Our study produces a new example of auditory-visual interaction that is relevant for the perception of moving objects and underlines the fact that when dealing with patients’ complaints about ‘blurred’ vision, evaluation of static optometric charts may miss the relevant symptom and that in the perception of moving objects, seeing and hearing interact.
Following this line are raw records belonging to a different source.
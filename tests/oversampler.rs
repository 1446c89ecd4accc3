//! Tests for the oversampler


use flexfx_dsp::fixed::{to_fixed, to_float, Sample, HALF};
use flexfx_dsp::oversampler::*;

#[test]
fn polyphase_layout() {
    let fir: Vec<Sample> = (1..=8).collect();
    let mut out = [0; 8];
    mix_fir_coeffs(&fir, 4, &mut out);

    // Branch j holds fir[j], fir[j + 4], scaled by 4.
    assert_eq!(out, [4, 20, 8, 24, 12, 28, 16, 32]);
}

#[test]
fn dc_gain_is_unity_4x() {
    let mut os = Oversampler4x::antialias_4x();
    let mut slots = [0; 4];

    for _ in 0..200 {
        slots[0] = HALF;
        os.upsample(&mut slots);
        for s in &slots {
            assert!(*s < HALF + HALF / 4);
        }
        os.downsample(&mut slots);
    }

    assert!((slots[0] - HALF).abs() < HALF / 10_000, "{}", slots[0]);
}

#[test]
fn dc_gain_is_unity_3x() {
    let mut os = Oversampler3x::antialias_3x();
    let mut slots = [0; 3];

    for _ in 0..200 {
        slots[0] = HALF;
        os.upsample(&mut slots);
        os.downsample(&mut slots);
    }

    assert!((slots[0] - HALF).abs() < HALF / 10_000, "{}", slots[0]);
}

#[test]
fn low_sine_passes() {
    let mut os = Oversampler4x::antialias_4x();
    let mut slots = [0; 4];
    let freq = 1000.0 / 48000.0;
    let mut peak: f64 = 0.0;
    let mut wav_data = Vec::new();

    for n in 0..4800 {
        slots[0] = to_fixed(0.5 * (2.0 * std::f64::consts::PI * freq * n as f64).sin());
        os.upsample(&mut slots);
        os.downsample(&mut slots);
        if n > 480 {
            peak = peak.max(to_float(slots[0]).abs());
        }
        wav_data.push([slots[0], slots[0]]);
    }

    assert!((peak - 0.5).abs() < 0.005, "peak {peak}");

    wav_writer::write("oversampler/sine_4x.wav", 48000, &wav_data).ok();
}

#[test]
fn ratio() {
    assert_eq!(Oversampler4x::antialias_4x().ratio(), 4);
    assert_eq!(Oversampler3x::antialias_3x().ratio(), 3);
}

#[test]
fn windowed_sinc_by_five() {
    let taps = windowed_sinc::<80>(0.08);
    let sum: f64 = taps.iter().sum();
    assert!((sum - 1.0).abs() < 1e-9, "{sum}");
    for k in 0..40 {
        assert!((taps[k] - taps[79 - k]).abs() < 1e-12, "tap {k}");
    }

    // DC through a decimate/interpolate round at ratio five.
    let fir = quantize(&taps);
    let mut down = Downsampler::<80, 5>::new(&fir);
    let mut up = Upsampler::<16, 5>::new(&fir);
    let mut slots = [0; 5];
    for _ in 0..100 {
        slots = [HALF; 5];
        down.process(&mut slots);
        up.process(&mut slots);
    }
    for s in slots {
        assert!((s - HALF).abs() < HALF / 100, "{}", to_float(s));
    }
}
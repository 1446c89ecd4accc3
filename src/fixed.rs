//! Q28 fixed-point arithmetic.
//!
//! Samples are 32-bit signed values with 28 fractional bits. Products are summed
//! in a 64-bit signed accumulator kept as a high/low word pair so it can ride
//! inside a frame between pipeline stages. Accumulated values are saturated to
//! the range whose Q28 extraction fits into 32 bits, so overflow never wraps.

/// A Q28 sample.
pub type Sample = i32;

/// Number of fractional bits.
pub const Q: u32 = 28;

/// Largest positive value the format maps to 1.0.
pub const ONE: Sample = (1 << Q) - 1;

/// The value mapped to -1.0.
pub const MINUS_ONE: Sample = -(1 << Q);

/// 0.5 in Q28.
pub const HALF: Sample = 1 << (Q - 1);

/// Rounding bias seeded into the low word before a rounded product.
const ROUNDING: u32 = 1 << (Q - 1);

const SAT_MAX: i64 = ((i32::MAX as i64) << Q) | ((1 << Q) - 1);
const SAT_MIN: i64 = (i32::MIN as i64) << Q;

/// Converts a float to Q28.
///
/// Negative values are scaled by 2^28 and rounded down, non-negative values by
/// 2^28 - 1 and rounded up, so +1.0 and -1.0 are both representable.
#[inline]
pub fn to_fixed(value: f64) -> Sample {
    if value < 0.0 {
        ((1u64 << Q) as f64 * value - 0.5) as i32
    } else {
        (((1u64 << Q) - 1) as f64 * value + 0.5) as i32
    }
}

/// Converts a Q28 value back to a float, using the same asymmetric scaling as
/// [`to_fixed`].
#[inline]
pub fn to_float(value: Sample) -> f64 {
    if value < 0 {
        value as f64 / (1u64 << Q) as f64
    } else {
        value as f64 / ((1u64 << Q) - 1) as f64
    }
}

/// 64-bit signed multiply-accumulate register.
#[derive(Debug, Default, Clone, Copy, PartialEq, Eq)]
pub struct Accumulator {
    pub hi: i32,
    pub lo: u32,
}

impl Accumulator {
    pub const ZERO: Self = Self { hi: 0, lo: 0 };

    /// Accumulator preloaded with the rounding bias of half an LSB at Q28.
    #[inline]
    pub const fn rounded() -> Self {
        Self {
            hi: 0,
            lo: ROUNDING,
        }
    }

    #[inline]
    pub const fn from_i64(value: i64) -> Self {
        Self {
            hi: (value >> 32) as i32,
            lo: value as u32,
        }
    }

    #[inline]
    pub const fn value(self) -> i64 {
        ((self.hi as i64) << 32) | self.lo as i64
    }

    /// Rebuilds an accumulator from two frame slots.
    #[inline]
    pub const fn from_slots(hi: i32, lo: i32) -> Self {
        Self { hi, lo: lo as u32 }
    }

    /// Splits the accumulator into two frame slots (high, low).
    #[inline]
    pub const fn to_slots(self) -> (i32, i32) {
        (self.hi, self.lo as i32)
    }

    /// Adds `x * y` without rounding. The 64-bit sum sticks at the `i64`
    /// limits rather than wrapping.
    #[inline]
    pub fn mac(&mut self, x: Sample, y: Sample) {
        *self = Self::from_i64(self.value().saturating_add(x as i64 * y as i64));
    }

    /// Clamps the accumulator to the range representable after extraction.
    #[inline]
    pub fn saturate(&mut self) {
        *self = Self::from_i64(self.value().clamp(SAT_MIN, SAT_MAX));
    }

    /// Takes the 32 bits starting at bit [`Q`].
    #[inline]
    pub const fn extract(self) -> Sample {
        (self.value() >> Q) as i32
    }

    /// Saturates and extracts in one step.
    #[inline]
    pub fn result(mut self) -> Sample {
        self.saturate();
        self.extract()
    }
}

/// Accumulates `x * y` into `acc`.
#[inline]
pub fn mac(acc: Accumulator, x: Sample, y: Sample) -> Accumulator {
    let mut acc = acc;
    acc.mac(x, y);
    acc
}

/// Clamps `acc` to the Q28-representable range.
#[inline]
pub fn saturate(acc: Accumulator) -> Accumulator {
    let mut acc = acc;
    acc.saturate();
    acc
}

/// Extracts the Q28 result held by `acc`.
#[inline]
pub const fn extract(acc: Accumulator) -> Sample {
    acc.extract()
}

/// Rounded Q28 product `x * y`.
#[inline]
pub fn mul(x: Sample, y: Sample) -> Sample {
    let mut acc = Accumulator::rounded();
    acc.mac(x, y);
    acc.result()
}

/// Rounded Q28 `x * y + z`.
#[inline]
pub fn mul_add(x: Sample, y: Sample, z: Sample) -> Sample {
    let mut acc = Accumulator::from_i64(((z as i64) << Q) | ROUNDING as i64);
    acc.mac(x, y);
    acc.result()
}

/// Device (Q31) to pipeline (Q28) conversion, an arithmetic shift.
#[inline]
pub const fn q31_to_q28(x: i32) -> Sample {
    x >> 3
}

/// Pipeline (Q28) to device (Q31) conversion, saturating.
#[inline]
pub const fn q28_to_q31(x: Sample) -> i32 {
    x.saturating_mul(8)
}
As previous research focused mostly on spatial audiovisual motion detection in the horizontal plane, we wanted to complement current findings about motion detection processes with an experiment using abstract auditory stimuli. To be able to compare results from audiovisual motion detection either with a concrete or an abstract auditory stimulus we conducted two similar tasks in the same participants, one experiment with spatial and one with frequency-based auditory motion. In these we investigated the influence of an auditory stimulus on a visual motion task in order to expand current knowledge about cross-modal motion detection. We had a unimodal visual task as control condition as well. We expected lower threshold values for the audiovisual tasks compared to the unimodal task (1) because it was shown that an additional auditory stimulus facilitates visual motion detection.8,47 Furthermore we hypothesized lower threshold values for congruent trials compared to incongruent trials (2) (referring to matching and nonmatching auditory and visual stimuli), due to significantly better detection for congruent motion than for incongruent motion.6,7,14,18,49 In our experimental design a third condition was implemented considering the synchrony of auditory and visual stimuli. The spatiotemporal window for cross-modal integration can be up to 1500ms,55,56 depending on the complexity of the time window. For our condition, the auditory stimulus was preceding the visual one but continued during visual stimulation. We thought that the preceding auditory stimulus functions as a cue and leads to priming of the participant. Therefore, we expected that a preceding congruent auditory stimulus leads to lower detection thresholds while a preceding incongruent auditory stimulus would lead to a higher detection threshold (3) than in the simultaneous condition. Results showed that visual motion was influenced by incongruent frequency-based auditory motion and by asynchronous spatial auditory motion leading to a complex and differentiated picture of different forms of audio–visual motion detection.
Material and methodsSubjectsSubjects (n=20) were eight male and twelve female healthy volunteers with a mean age of 24.2 (±3.5) years. Exclusion criteria were neurological, psychiatric (self-report) or ophthalmological disorders and auditory defects.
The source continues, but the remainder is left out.